Ama daha sonra, aynı gece beni çağırdı ve her şeyi anlattı. Onuncu veya on birinci kardeşiydi, büyükannem çok da emin değildi, o zamanlar çocuklar pek de önemsenmiyordu. Doğumdan birkaç ay sonra ateşler içinde ishalden ölmüştü. Küçük bir melek olduğu için onu çiçeklerle süslü bir masanın üstüne oturtup pembe bir beze sararak bir yastığa yaslamışlardı. Ona gökyüzüne daha hızlı çıkabilsin diye kartondan kanatlar yapmışlardı, çünkü annesine, benim büyükbüyükanneme kan gibi geldiğinden ağzını kırmızı çiçek yapraklarıyla doldurmamışlardı. Bütün gece dans ve müzik vardı, hatta bir noktada sarhoş bir adamı kapıdan atmak, ağıttan ve sıcaktan bayılan büyükbüyükannemi ayıltmak gerekmişti. Yerli bir kadın ağıt yakıyordu ve bunun karşılığında sadece birkaç börek alıyordu.
“Bu burada olmuştu değil mi büyükanne?”
“Hayır, Salavino, Santiago’da. Çok sıcaktı!”
“Ama eğer orada öldüyse o zaman bu kemikler bebeğin değil.”
“Tabii ki onun kemikleri. Buraya gelirken getirmiştim.
Onu orada bırakmak istemedim çünkü zavallı her gece ağlıyordu. Eğer evde biz yanındayken bile ağlıyorsa, tek ve terk edilmişken nasıl ağlardı kimbilir! O yüzden onu buraya getirdim. Artık geriye kemikten başka bir şey kalmamıştı, o nedenle bir torbaya doldurup derinlere gömdüm. Büyükbabanın bile haberi yoktu. Büyükbüyükbabanın bile, hiç kimsenin haberi yoktu. Benden başka hiç kimse onun ağladığını duymuyordu. Büyükbüyükbaban da duyuyordu ama duymazdan gelip aptal taklidi yapıyordu.”
“Peki, bebek burada ağlıyor mu?”
“Sadece yağmur başladığında.”
Sonra babama küçük melek kızın hikâyesinin doğru olup olmadığını sordum, bana büyükannemin çok yaşlı ve bunak olduğunu söyledi. Çok ikna olmuş görünmüyordu, muhtemelen bu konuşmalar onu rahatsız ediyordu.
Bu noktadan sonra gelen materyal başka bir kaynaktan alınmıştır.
//! Durable run-context snapshots, one JSON file per run id

use crate::error::{Result, ResumeOptimizerError};
use crate::workflow::context::{ContextUpdate, RunContext};
use chrono::Utc;
use log::debug;
use std::path::{Path, PathBuf};
use tokio::fs;
use uuid::Uuid;

/// Last-write-wins store of `RunContext` snapshots under `base_dir/<run_id>.json`
///
/// No locking is performed: callers must not run two writers against the same id.
#[derive(Debug, Clone)]
pub struct ContextStore {
    base_dir: PathBuf,
}

impl ContextStore {
    pub fn new(base_dir: impl Into<PathBuf>) -> Self {
        Self {
            base_dir: base_dir.into(),
        }
    }

    pub fn base_dir(&self) -> &Path {
        &self.base_dir
    }

    /// Fresh unique run id
    pub fn generate_id() -> String {
        Uuid::new_v4().to_string()
    }

    /// Create and persist a new context with a generated id
    pub async fn create(&self, job_url: &str, profile_id: &str) -> Result<RunContext> {
        self.create_with_id(&Self::generate_id(), job_url, profile_id).await
    }

    pub async fn create_with_id(&self, run_id: &str, job_url: &str, profile_id: &str) -> Result<RunContext> {
        let mut context = RunContext::new(run_id, job_url, profile_id);
        context
            .metadata
            .insert("created_at".to_string(), Utc::now().to_rfc3339().into());
        self.save(&context).await?;
        Ok(context)
    }

    pub async fn load(&self, run_id: &str) -> Result<RunContext> {
        let path = self.path(run_id)?;
        if !fs::try_exists(&path).await.unwrap_or(false) {
            return Err(ResumeOptimizerError::ContextNotFound(run_id.to_string()));
        }

        let content = fs::read_to_string(&path).await?;
        let context: RunContext = serde_json::from_str(&content)?;
        Ok(context)
    }

    /// Load, merge `update`, and write back the snapshot
    pub async fn update(&self, run_id: &str, update: ContextUpdate) -> Result<RunContext> {
        let mut context = self.load(run_id).await?;
        context.apply(update);
        self.save(&context).await?;
        Ok(context)
    }

    /// Overwrite the snapshot for `context.run_id`
    pub async fn save(&self, context: &RunContext) -> Result<()> {
        let path = self.path(&context.run_id)?;

        fs::create_dir_all(&self.base_dir).await.map_err(|e| {
            ResumeOptimizerError::Persistence(format!(
                "Failed to create context directory '{}': {}",
                self.base_dir.display(),
                e
            ))
        })?;

        let mut snapshot = context.clone();
        snapshot
            .metadata
            .insert("updated_at".to_string(), Utc::now().to_rfc3339().into());

        let content = serde_json::to_string_pretty(&snapshot)?;
        fs::write(&path, content).await.map_err(|e| {
            ResumeOptimizerError::Persistence(format!("Failed to write context '{}': {}", path.display(), e))
        })?;

        debug!("Saved run context to {}", path.display());
        Ok(())
    }

    /// Ids of every stored run, sorted
    pub async fn list(&self) -> Result<Vec<String>> {
        if !fs::try_exists(&self.base_dir).await.unwrap_or(false) {
            return Ok(Vec::new());
        }

        let mut ids = Vec::new();
        let mut entries = fs::read_dir(&self.base_dir).await?;
        while let Some(entry) = entries.next_entry().await? {
            let path = entry.path();
            if path.extension().and_then(|ext| ext.to_str()) == Some("json") {
                if let Some(stem) = path.file_stem().and_then(|stem| stem.to_str()) {
                    ids.push(stem.to_string());
                }
            }
        }

        ids.sort();
        Ok(ids)
    }

    /// Snapshot location for `run_id`
    pub fn path(&self, run_id: &str) -> Result<PathBuf> {
        if !is_valid_run_id(run_id) {
            return Err(ResumeOptimizerError::InvalidInput(format!("Invalid run id: '{}'", run_id)));
        }
        Ok(self.base_dir.join(format!("{}.json", run_id)))
    }
}

/// Run ids become file names, so they may not contain path components
pub fn is_valid_run_id(run_id: &str) -> bool {
    !run_id.is_empty()
        && run_id != "."
        && run_id != ".."
        && !run_id.contains(['/', '\\'])
        && !run_id.chars().any(char::is_control)
}

#[cfg(test)]
mod tests {
    use super::*;
    use crate::processing::records::JobRecord;
    use tempfile::TempDir;

    #[tokio::test]
    async fn test_create_generates_unique_ids() {
        let dir = TempDir::new().unwrap();
        let store = ContextStore::new(dir.path());

        let first = store.create("file:///a.json", "jane").await.unwrap();
        let second = store.create("file:///a.json", "jane").await.unwrap();

        assert_ne!(first.run_id, second.run_id);
        assert!(dir.path().join(format!("{}.json", first.run_id)).exists());
    }

    #[tokio::test]
    async fn test_save_then_load_preserves_fields() {
        let dir = TempDir::new().unwrap();
        let store = ContextStore::new(dir.path());

        let mut context = store.create("file:///job.json", "jane").await.unwrap();
        context.apply(
            ContextUpdate::new()
                .job_record(JobRecord {
                    title: "Engineer".to_string(),
                    required_skills: ["Rust".to_string()].into_iter().collect(),
                    ..JobRecord::default()
                })
                .timing("extract_job", 1.25)
                .warning("low relevance"),
        );
        store.save(&context).await.unwrap();

        let loaded = store.load(&context.run_id).await.unwrap();
        assert_eq!(loaded.run_id, context.run_id);
        assert_eq!(loaded.job_url, context.job_url);
        assert_eq!(loaded.job_record, context.job_record);
        assert_eq!(loaded.execution_time, context.execution_time);
        assert_eq!(loaded.warnings, context.warnings);
        assert!(loaded.metadata.contains_key("updated_at"));
    }

    #[tokio::test]
    async fn test_float_timings_load_back_exactly() {
        let dir = TempDir::new().unwrap();
        let store = ContextStore::new(dir.path());
        let mut context = store.create_with_id("float-run", "url", "jane").await.unwrap();

        // xorshift64 over the unit interval, the shape of as_secs_f64 durations
        let mut state: u64 = 0x9E37_79B9_7F4A_7C15;
        let mut update = ContextUpdate::new();
        for i in 0..2000 {
            state ^= state << 13;
            state ^= state >> 7;
            state ^= state << 17;
            let seconds = (state >> 11) as f64 / (1u64 << 53) as f64;
            update = update.timing(&format!("stage_{}", i), seconds);
        }
        update = update.metadata("profile_relevance", 0.104_940_354_630_094_99_f64);
        context.apply(update);
        store.save(&context).await.unwrap();

        let loaded = store.load("float-run").await.unwrap();
        assert_eq!(loaded.execution_time.len(), 2000);
        for (stage, seconds) in &context.execution_time {
            assert_eq!(loaded.execution_time[stage].to_bits(), seconds.to_bits(), "{}", stage);
        }
        assert_eq!(loaded.metadata["profile_relevance"], context.metadata["profile_relevance"]);
    }

    #[tokio::test]
    async fn test_update_merges_into_snapshot() {
        let dir = TempDir::new().unwrap();
        let store = ContextStore::new(dir.path());
        let context = store.create("url", "jane").await.unwrap();

        store
            .update(&context.run_id, ContextUpdate::new().error("first"))
            .await
            .unwrap();
        let updated = store
            .update(&context.run_id, ContextUpdate::new().error("second").timing("total", 2.0))
            .await
            .unwrap();

        assert_eq!(updated.errors, vec!["first", "second"]);
        assert_eq!(store.load(&context.run_id).await.unwrap().errors.len(), 2);
        assert_eq!(updated.execution_time["total"], 2.0);
    }

    #[tokio::test]
    async fn test_load_missing_is_not_found() {
        let dir = TempDir::new().unwrap();
        let store = ContextStore::new(dir.path());

        let err = store.load("does-not-exist").await.unwrap_err();
        assert!(matches!(err, ResumeOptimizerError::ContextNotFound(_)));
    }

    #[tokio::test]
    async fn test_rejects_path_like_ids() {
        let dir = TempDir::new().unwrap();
        let store = ContextStore::new(dir.path());

        assert!(store.path("../escape").is_err());
        assert!(store.path("a/b").is_err());
        assert!(store.path("").is_err());
        assert!(store.path("run-42").is_ok());
    }

    #[tokio::test]
    async fn test_list_returns_sorted_ids() {
        let dir = TempDir::new().unwrap();
        let store = ContextStore::new(dir.path().join("contexts"));

        assert!(store.list().await.unwrap().is_empty());
        store.create_with_id("b-run", "url", "jane").await.unwrap();
        store.create_with_id("a-run", "url", "jane").await.unwrap();

        assert_eq!(store.list().await.unwrap(), vec!["a-run", "b-run"]);
    }
}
Sonra büyükannem öldü, ev satıldı, ben de çocuksuz ve kocasız tek başıma yaşamaya başladım, babam Balvanera’da bir apartman dairesinde kaldı, ben de küçük meleği unuttum.
Ta ki on yıl sonra fırtınalı bir gecede dairemde yatağımın kenarında ağlayarak belirene kadar.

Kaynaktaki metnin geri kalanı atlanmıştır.